[openib-general][PATCH][kdapl]: evd upcall policy implementation

Fri Aug 12 15:05:52 PDT 2005

Hi James,

Im writing you back, from my web mail, so sorry again
for the format (I will use "gg:" prefix again for my
answer :)

On Fri, 12 Aug 2005, Guy German wrote:
> > -	/* Only process events if there is an enabled callback function. */
> > -	if ((evd->upcall.upcall_func == (DAT_UPCALL_FUNC) NULL) ||
> > -	    (evd->upcall_policy == DAT_UPCALL_DISABLE)) {
> > +	
> > +	/* The function is not re-entrant (change when implementing DAT_UPCALL_MANY)*/
> 
> Why is this function not re-entrant? For reference, here is how I 
> would define re-entrant:
> 
> http://en.wikipedia.org/wiki/Reentrant
> http://foldoc.doc.ic.ac.uk/foldoc/foldoc.cgi?re-entrant
> 
> gg:
> The function can not be entered twice at the same time, because 
> when the upcall is at the hands of the consumer he can disable 
> the upcall policy and if it is entered twice, there is a chance 
> the consumer will get another upcall after disabling 
> the upcall policy.

I don't see the flow of control that would result in the scenario you 
describe.
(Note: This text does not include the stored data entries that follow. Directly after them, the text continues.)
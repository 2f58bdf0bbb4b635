//! Error taxonomy for the client core.
//!
//! Mirrors the kind hierarchy of the original driver error
//! (`RedisDriverErrorKind`), but expressed as a `thiserror` enum so
//! conversions from I/O and codec failures fall out automatically instead of
//! being threaded through `From` impls by hand.

use std::fmt;

use thiserror::Error;

/// A server-returned error kind as carried on the wire (`-ERR ...`,
/// `-WRONGTYPE ...`, `-MOVED ...`). Kept as a plain string: the set of
/// kinds a server may send is open-ended and not enumerable by the client.
pub type ServerErrorKind = String;

/// The single public error type returned by every fallible operation.
#[derive(Error, Debug, Clone)]
pub enum ClientError {
    /// The socket is not usable; the request was not guaranteed to have
    /// reached the server.
    #[error("connection error: {0}")]
    Connection(String),

    /// The per-request deadline elapsed before a reply arrived.
    #[error("request timed out")]
    Timeout,

    /// The server aborted a transaction (e.g. CROSSSLOT). A `WATCH`
    /// conflict is not an error — it surfaces as a `None` result.
    #[error("transaction aborted: {0}")]
    ExecAbort(String),

    /// A server-returned error, passed through unchanged.
    #[error("{kind} {message}")]
    Request {
        kind: ServerErrorKind,
        message: String,
    },

    /// The client is closed or closing. Terminal: no further operation
    /// on this client will succeed.
    #[error("client is closed")]
    Closing,

    /// Bad configuration supplied at construction time.
    #[error("invalid configuration: {0}")]
    Configuration(String),
}

impl ClientError {
    pub fn connection(message: impl fmt::Display) -> Self {
        ClientError::Connection(message.to_string())
    }

    pub fn request(kind: impl Into<String>, message: impl Into<String>) -> Self {
        ClientError::Request {
            kind: kind.into(),
            message: message.into(),
        }
    }

    pub fn configuration(message: impl Into<String>) -> Self {
        ClientError::Configuration(message.into())
    }

    /// Connection-level errors (and timeouts) are eligible for reconnect;
    /// everything else is surfaced unchanged per the retry policy.
    pub fn is_connection_level(&self) -> bool {
        matches!(self, ClientError::Connection(_) | ClientError::Timeout)
    }

    pub fn is_closing(&self) -> bool {
        matches!(self, ClientError::Closing)
    }

    /// `true` for the two redirection kinds a cluster server sends as a
    /// `Request` error whose kind is literally `MOVED`/`ASK`.
    pub fn redirect(&self) -> Option<Redirect> {
        let ClientError::Request { kind, message } = self else {
            return None;
        };
        match kind.as_str() {
            "MOVED" => parse_redirect(message).map(|(slot, addr)| Redirect::Moved { slot, addr }),
            "ASK" => parse_redirect(message).map(|(slot, addr)| Redirect::Ask { slot, addr }),
            _ => None,
        }
    }
}

/// A redirection target parsed out of a MOVED/ASK server error. The slot is
/// kept (not just the address) so a MOVED can patch the slot map for that
/// one slot inline, ahead of a full topology refresh.
#[derive(Debug, Clone, PartialEq, Eq)]
pub enum Redirect {
    Moved { slot: u16, addr: String },
    Ask { slot: u16, addr: String },
}

impl Redirect {
    pub fn slot(&self) -> u16 {
        match self {
            Redirect::Moved { slot, .. } | Redirect::Ask { slot, .. } => *slot,
        }
    }
}

/// `MOVED <slot> <addr>` / `ASK <slot> <addr>`.
fn parse_redirect(message: &str) -> Option<(u16, String)> {
    let mut parts = message.split_whitespace();
    let slot = parts.next()?.parse().ok()?;
    let addr = parts.next()?.to_string();
    Some((slot, addr))
}

impl From<std::io::Error> for ClientError {
    fn from(err: std::io::Error) -> Self {
        ClientError::Connection(err.to_string())
    }
}

impl From<std::string::FromUtf8Error> for ClientError {
    fn from(err: std::string::FromUtf8Error) -> Self {
        ClientError::Connection(format!("invalid utf8 in reply: {err}"))
    }
}

impl From<std::num::ParseIntError> for ClientError {
    fn from(err: std::num::ParseIntError) -> Self {
        ClientError::Connection(format!("malformed integer in reply: {err}"))
    }
}

impl From<tokio::time::error::Elapsed> for ClientError {
    fn from(_: tokio::time::error::Elapsed) -> Self {
        ClientError::Timeout
    }
}

pub type ClientResult<T> = Result<T, ClientError>;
This piece of code

	spin_lock_irqsave (&evd->common.lock, flags);
        if (evd->is_triggered) {
                spin_unlock_irqrestore (&evd->common.lock, flags);
                return;
        }
        evd->is_triggered = 1;
        spin_unlock_irqrestore (&evd->common.lock, flags);

ensures that only one thread can be making upcalls at a time. 

gg: 
The change I did in the function assures that the function would not 
be entered twice at the same time, from 2 (or more) contexts 
(by adding the spin_lock).
The remark mentions that this change, however, does not support 
DAT_UPCALL_MANY, which, by my understanding, require upcalls 
to be called simultaneously, hence the function to be re-entrant 
(and not protected by a spin lock that prevents entering the function)

> 
> 
> > +	if (evd->is_triggered)
> >  		return;
> > -	}
> 
> Why check the value here? Is it only for the efficiency of not taking 
> the spin lock when is_triggered is 1?
> 
> gg:
> No. you can't take the spin_lock here because this can cause 
> a dead lockin the case the function calls itself from 
> dat_evd_dequeue, on a uni-proccessor machines.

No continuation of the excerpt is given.